In 2006 it was time for a new challenge. I started writing HIV-related content for the ACON website and for HIV-related health promotion campaigns. Tony Abbott was the Minister for Health in the Howard Government and before they departed office he announced the roll-out of a new Medicare rebated dental scheme for people with chronic disease. Understanding the potential we encouraged people with HIV to get a referral and start the process of reconstructive dental treatment. That scheme over the next few years changed the lives of many HIV-positive gay men. By restoring mouths and allowing them to reengage in employment and regain new social confidence and prosperity, the scheme was arguably the most beneficial health intervention after combination antiretroviral therapy. Witnessing the transformation in people’s lives, made me increasingly aware of the power of public policy to change the lives of people with HIV for the better.

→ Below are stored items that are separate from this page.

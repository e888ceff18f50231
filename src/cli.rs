//! # CLI Execution Functions
//!
//! Resolution dispatch, output formatting and rayon configuration, kept out
//! of `main.rs` so the entry point stays small.

use anyhow::Result;
use primesieve_nth::resolver::{self, NthPrime};
use rayon::prelude::*;
use serde::Serialize;
use std::io::{self, Write};
use std::time::Instant;
use tracing::{info, warn};

use super::Cli;

#[derive(Serialize)]
struct Resolved {
    index: i64,
    prime: i64,
}

#[derive(Serialize)]
struct Estimate {
    index: i64,
    /// `None` for negative indices, which are never sieved.
    bound: Option<u64>,
}

/// Resolve (or estimate) every index on the command line and print the
/// results in argument order.
pub fn run(cli: &Cli) -> Result<()> {
    let stdout = io::stdout();
    let mut out = stdout.lock();

    if cli.bound_only {
        for &index in &cli.indices {
            let bound = u64::try_from(index).ok().map(resolver::initial_bound);
            let estimate = Estimate { index, bound };
            if cli.json {
                writeln!(out, "{}", serde_json::to_string(&estimate)?)?;
            } else {
                match bound {
                    Some(b) => writeln!(out, "{}\t{}", index, b)?,
                    None => writeln!(out, "{}\t-", index)?,
                }
            }
        }
        return Ok(());
    }

    info!(
        count = cli.indices.len(),
        threads = rayon::current_num_threads(),
        "resolving prime indices"
    );
    let start = Instant::now();

    let resolver = NthPrime::new();
    let results: Vec<Resolved> = cli
        .indices
        .par_iter()
        .map(|&index| Resolved {
            index,
            prime: resolver.nth_prime(index),
        })
        .collect();

    for r in &results {
        if cli.json {
            writeln!(out, "{}", serde_json::to_string(r)?)?;
        } else {
            writeln!(out, "{}\t{}", r.index, r.prime)?;
        }
    }
    out.flush()?;

    info!(
        count = results.len(),
        elapsed_secs = start.elapsed().as_secs_f64(),
        "resolution complete"
    );
    Ok(())
}

// ── Rayon Configuration ─────────────────────────────────────────

/// Size the global rayon pool. `None` or `Some(0)` keeps rayon's default of
/// one thread per logical core.
pub fn configure_rayon(threads: Option<usize>) {
    let num_threads = threads.unwrap_or(0);
    if num_threads == 0 {
        return;
    }
    if let Err(e) = rayon::ThreadPoolBuilder::new()
        .num_threads(num_threads)
        .build_global()
    {
        warn!(error = %e, "Could not configure rayon thread pool");
    } else {
        info!(threads = num_threads, "Rayon thread pool configured");
    }
}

In 2008, Positive Life NSW created a new systemic advocacy position and I was appointed. The role was to identify barriers to service access and develop joint strategies to affect better outcomes for people with HIV. It was a dream job, the only funded role in Australia. I had never written a formal submission or a briefing document, let alone provided evidence to a government inquiry. But there were courses where I could learn the skills and mentors providing advice. And effecting some positive change for people with HIV gave me courage. I felt like I had landed.

I’ve been in that role for six years and during that time, it has changed and grown. We’ve improved access and affordability of HIV medication, changed the way the Department of Forensic Medicine treats the bodies of people infected with HIV and HCV, and gained access to life insurance products for people with HIV in Australia, something that was denied to them for 15 years. We have helped to improve HIV-positive people’s acceptance and understanding of the benefits of modern HIV-treatment and played a role in reducing HIV transmission in NSW, and we’ve partnered with the HIV/AIDS Legal Centre on a range of projects to help people with HIV better understand their rights and responsibilities.

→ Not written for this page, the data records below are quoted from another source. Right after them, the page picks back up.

//! # Main — CLI Entry Point
//!
//! Parses arguments, sets up logging and the rayon pool, then hands off to
//! [`cli::run`]. Each positional index is resolved independently; indices are
//! spread across the pool, but every individual sieve runs on one thread.
//!
//! ## Options
//!
//! - `--threads` / `PRIMESIEVE_THREADS`: rayon pool size (default: all cores).
//! - `--json`: one JSON object per line instead of `index<TAB>prime`.
//! - `--bound-only`: print the first sieve bound tried for each index.
//! - `LOG_FORMAT=json`: JSON log lines on stderr; `RUST_LOG` sets the level.

mod cli;

use anyhow::Result;
use clap::Parser;
use tracing_subscriber::EnvFilter;

#[global_allocator]
static GLOBAL: mimalloc::MiMalloc = mimalloc::MiMalloc;

#[derive(Parser)]
#[command(
    name = "primesieve-nth",
    about = "Compute the n-th prime (0-indexed) with a segmented sieve"
)]
struct Cli {
    /// Number of rayon worker threads (defaults to all logical cores)
    #[arg(long, env = "PRIMESIEVE_THREADS")]
    threads: Option<usize>,

    /// Emit one JSON object per index instead of tab-separated lines
    #[arg(long)]
    json: bool,

    /// Print the initial sieve bound estimate for each index instead of resolving it
    #[arg(long)]
    bound_only: bool,

    /// 0-based prime indices (index 0 is 2; negative indices yield 0)
    #[arg(required = true, allow_negative_numbers = true)]
    indices: Vec<i64>,
}

fn main() -> Result<()> {
    let _ = dotenvy::dotenv();

    // LOG_FORMAT=json for log shippers, human-readable otherwise
    let filter = EnvFilter::try_from_default_env().unwrap_or_else(|_| EnvFilter::new("info"));
    let log_format = std::env::var("LOG_FORMAT").unwrap_or_default();
    if log_format == "json" {
        tracing_subscriber::fmt()
            .json()
            .with_env_filter(filter)
            .with_writer(std::io::stderr)
            .with_target(false)
            .init();
    } else {
        tracing_subscriber::fmt()
            .with_env_filter(filter)
            .with_writer(std::io::stderr)
            .with_target(false)
            .init();
    }

    let cli = Cli::parse();
    cli::configure_rayon(cli.threads);
    cli::run(&cli)
}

There are many more issues that will need to be worked through in the coming years. Appropriate and non-discriminatory services for people who are ageing with HIV, measures to help people with depression and neurocognitive impairment maintain health and wellbeing, drug and alcohol issues, and assistance for those who are living in poverty and struggle to afford the health care and accommodation they need. Over the last decade we’ve witnessed an increasing move towards a more medical model of HIV management and care. The challenge for people with HIV will be to step-up and remain central and vital in the planning of all future service delivery and public policy. That is if we are to avoid an ongoing disinvestment in the HIV service sector. The danger is that as HIV becomes more normalised, people with HIV will disengage and become passive recipients of services and the public policies that shape them. That would be a reversal in the involvement of people with HIV in the Australian epidemic and I have no intention of accepting that reality. Many of my mates may be dead from AIDS, but their impact on me lives on.

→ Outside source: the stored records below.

//! # Sieve — Prime Generation up to a Bound
//!
//! Produces the ordered list of primes in `[2, limit]`. Two implementations
//! share the [`Sieve`] capability so callers (the resolver in particular)
//! never depend on a concrete algorithm:
//!
//! 1. **Basic sieve** ([`BasicSieve`]): the classical Sieve of Eratosthenes
//!    over a single `limit + 1` flag array. O(n log log n) time, O(n) space.
//! 2. **Segmented sieve** ([`SegmentedSieve`]): sieves `[2, √n]` with a base
//!    sieve, then walks `(√n, n]` in blocks of width `√n`, crossing off
//!    multiples of the small primes block by block. Same time complexity,
//!    O(√n) working set plus the output list.
//!
//! ## Algorithm: Segmented Sieve
//!
//! Every composite c ≤ n has a prime factor p ≤ √n, so the small-prime list
//! is enough to clear every composite in any later block. For a block
//! `[low, high]` the first multiple of p to clear is ⌈low / p⌉·p, computed as
//! `(low + p - 1) / p * p` rather than by scanning with `%`.
//!
//! Blocks are visited in increasing order, so appending the survivors of each
//! block yields a globally sorted list without a merge or sort step.
//!
//! ## Limits
//!
//! Bounds are `u64`. Block arithmetic (`low + p - 1`, `high + 1`) is exact for
//! every bound that could be allocated in practice; bounds within √n of
//! `u64::MAX` are not supported.
//!
//! ## References
//!
//! - Eratosthenes of Cyrene, ~240 BCE (sieve algorithm).
//! - C. Bays, R. Hudson, "The segmented sieve of Eratosthenes and primes in
//!   arithmetic progressions to 10^12", BIT 17 (1977).

use tracing::trace;

/// Anything that can list the primes up to an inclusive bound.
///
/// Implementors must return every prime in `[2, limit]` exactly once, in
/// ascending order, and an empty list for `limit < 2`. They must not keep
/// state between calls.
pub trait Sieve: Send + Sync {
    fn sieve(&self, limit: u64) -> Vec<u64>;
}

/// Exact integer square root: the largest r with r·r ≤ n.
///
/// Seeds from `f64::sqrt` and corrects the result, since the float estimate
/// can be off by one for large n and at perfect squares.
pub fn isqrt(n: u64) -> u64 {
    if n < 2 {
        return n;
    }
    let mut r = (n as f64).sqrt() as u64;
    while r.checked_mul(r).is_none_or(|sq| sq > n) {
        r -= 1;
    }
    while (r + 1).checked_mul(r + 1).is_some_and(|sq| sq <= n) {
        r += 1;
    }
    r
}

/// Rough upper estimate of π(n), used to pre-size result vectors.
fn estimate_prime_count(n: u64) -> usize {
    if n < 10 {
        return 4;
    }
    let nf = n as f64;
    (1.3 * nf / nf.ln()) as usize
}

/// Classical Sieve of Eratosthenes over the full range `[0, limit]`.
#[derive(Clone, Copy, Debug, Default)]
pub struct BasicSieve;

impl Sieve for BasicSieve {
    fn sieve(&self, limit: u64) -> Vec<u64> {
        if limit < 2 {
            return vec![];
        }

        let limit = limit as usize;
        let mut is_prime = vec![true; limit + 1];
        is_prime[0] = false;
        is_prime[1] = false;

        // Multiples below i*i were already cleared by a smaller prime factor.
        let mut i = 2usize;
        while i * i <= limit {
            if is_prime[i] {
                let mut j = i * i;
                while j <= limit {
                    is_prime[j] = false;
                    j += i;
                }
            }
            i += 1;
        }

        let mut primes = Vec::with_capacity(estimate_prime_count(limit as u64));
        primes.extend(
            is_prime
                .iter()
                .enumerate()
                .filter(|&(_, &flag)| flag)
                .map(|(n, _)| n as u64),
        );
        trace!(limit, count = primes.len(), "basic sieve pass");
        primes
    }
}

/// Segmented Sieve of Eratosthenes.
///
/// The small primes up to √limit come from the base sieve `B` (the basic
/// sieve by default); the rest of the range is processed in blocks of width
/// ⌊√limit⌋, each with its own freshly allocated flag array.
#[derive(Clone, Copy, Debug, Default)]
pub struct SegmentedSieve<B = BasicSieve> {
    base: B,
}

impl<B: Sieve> SegmentedSieve<B> {
    /// Create a segmented sieve that seeds its blocks from `base`.
    pub fn with_base(base: B) -> Self {
        SegmentedSieve { base }
    }
}

impl SegmentedSieve {
    pub fn new() -> Self {
        SegmentedSieve { base: BasicSieve }
    }
}

impl<B: Sieve> Sieve for SegmentedSieve<B> {
    fn sieve(&self, limit: u64) -> Vec<u64> {
        if limit < 2 {
            return vec![];
        }

        // width >= 1 here, so every block below is non-empty
        let width = isqrt(limit);
        let small_primes = self.base.sieve(width);

        let mut primes = Vec::with_capacity(estimate_prime_count(limit));
        primes.extend_from_slice(&small_primes);

        let mut segments = 0u64;
        let mut low = width + 1;
        while low <= limit {
            let high = (low + width - 1).min(limit);
            let mut segment = vec![true; (high - low + 1) as usize];

            for &p in &small_primes {
                let mut start = (low + p - 1) / p * p;
                if start < low {
                    start += p;
                }
                let mut m = start;
                while m <= high {
                    segment[(m - low) as usize] = false;
                    m += p;
                }
            }

            primes.extend(
                segment
                    .iter()
                    .enumerate()
                    .filter(|&(_, &flag)| flag)
                    .map(|(offset, _)| low + offset as u64),
            );

            segments += 1;
            if high == limit {
                break;
            }
            low = high + 1;
        }

        trace!(
            limit,
            width,
            segments,
            count = primes.len(),
            "segmented sieve pass"
        );
        primes
    }
}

And, that’s the story of how an unlikely lad from suburban Sydney ended up becoming an advocate for people with HIV. Maybe not that unlikely after all. Most of us end up putting one step after the other.

Lance Feeney

Published for Talkabout Online #185 – March 2016

Published as Effecting change gave me courage, p 167 in Through our eyes: Thirty years of people living with HIV responding to the HIV and AIDS epidemics in Australia, (July, 2014) by the National Association of People With HIV Australia (NAPWHA).